Saved entries
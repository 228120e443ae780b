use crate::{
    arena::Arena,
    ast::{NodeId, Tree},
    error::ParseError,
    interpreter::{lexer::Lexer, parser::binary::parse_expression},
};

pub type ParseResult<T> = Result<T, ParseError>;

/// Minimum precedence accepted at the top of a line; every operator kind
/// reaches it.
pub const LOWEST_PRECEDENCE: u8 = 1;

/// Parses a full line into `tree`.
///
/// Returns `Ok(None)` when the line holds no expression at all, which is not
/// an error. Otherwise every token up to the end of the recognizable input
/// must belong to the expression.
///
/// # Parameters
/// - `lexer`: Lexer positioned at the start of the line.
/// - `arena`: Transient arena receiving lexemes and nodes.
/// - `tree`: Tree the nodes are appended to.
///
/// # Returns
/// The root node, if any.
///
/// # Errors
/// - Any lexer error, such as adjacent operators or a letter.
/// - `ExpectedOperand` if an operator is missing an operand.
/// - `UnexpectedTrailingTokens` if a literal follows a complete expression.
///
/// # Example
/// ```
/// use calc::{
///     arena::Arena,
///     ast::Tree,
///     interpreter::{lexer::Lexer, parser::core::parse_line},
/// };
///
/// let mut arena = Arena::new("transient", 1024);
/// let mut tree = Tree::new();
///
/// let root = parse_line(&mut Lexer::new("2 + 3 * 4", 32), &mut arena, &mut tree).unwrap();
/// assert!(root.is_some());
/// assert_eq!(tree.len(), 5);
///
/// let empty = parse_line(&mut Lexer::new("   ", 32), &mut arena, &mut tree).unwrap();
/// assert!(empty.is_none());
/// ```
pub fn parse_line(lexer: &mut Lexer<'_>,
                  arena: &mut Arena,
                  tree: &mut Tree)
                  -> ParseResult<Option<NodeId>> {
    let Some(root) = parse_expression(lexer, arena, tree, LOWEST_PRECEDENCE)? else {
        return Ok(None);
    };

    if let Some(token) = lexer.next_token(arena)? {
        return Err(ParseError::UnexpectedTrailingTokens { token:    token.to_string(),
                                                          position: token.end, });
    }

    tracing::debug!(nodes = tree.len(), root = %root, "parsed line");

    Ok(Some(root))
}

= Directions for this task =
Above are some records; extract every one of them exactly.

= Solution for this exercise =
repository 228120e443ae780b
use crate::{
    arena::Arena,
    ast::{NodeId, Tree},
    error::ParseError,
    interpreter::{lexer::Lexer, parser::binary::parse_expression},
};

pub type ParseResult<T> = Result<T, ParseError>;

/// Minimum precedence accepted at the top of a line; every operator kind
/// reaches it.
pub const LOWEST_PRECEDENCE: u8 = 1;

/// Parses a full line into `tree`.
///
/// Returns `Ok(None)` when the line holds no expression at all, which is not
/// an error. Otherwise every token up to the end of the recognizable input
/// must belong to the expression.
///
/// # Parameters
/// - `lexer`: Lexer positioned at the start of the line.
/// - `arena`: Transient arena receiving lexemes and nodes.
/// - `tree`: Tree the nodes are appended to.
///
/// # Returns
/// The root node, if any.
///
/// # Errors
/// - Any lexer error, such as adjacent operators or a letter.
/// - `ExpectedOperand` if an operator is missing an operand.
/// - `UnexpectedTrailingTokens` if a literal follows a complete expression.
///
/// # Example
/// ```
/// use calc::{
///     arena::Arena,
///     ast::Tree,
///     interpreter::{lexer::Lexer, parser::core::parse_line},
/// };
///
/// let mut arena = Arena::new("transient", 1024);
/// let mut tree = Tree::new();
///
/// let root = parse_line(&mut Lexer::new("2 + 3 * 4", 32), &mut arena, &mut tree).unwrap();
/// assert!(root.is_some());
/// assert_eq!(tree.len(), 5);
///
/// let empty = parse_line(&mut Lexer::new("   ", 32), &mut arena, &mut tree).unwrap();
/// assert!(empty.is_none());
/// ```
pub fn parse_line(lexer: &mut Lexer<'_>,
                  arena: &mut Arena,
                  tree: &mut Tree)
                  -> ParseResult<Option<NodeId>> {
    let Some(root) = parse_expression(lexer, arena, tree, LOWEST_PRECEDENCE)? else {
        return Ok(None);
    };

    if let Some(token) = lexer.next_token(arena)? {
        return Err(ParseError::UnexpectedTrailingTokens { token:    token.to_string(),
                                                          position: token.end, });
    }

    tracing::debug!(nodes = tree.len(), root = %root, "parsed line");

    Ok(Some(root))
}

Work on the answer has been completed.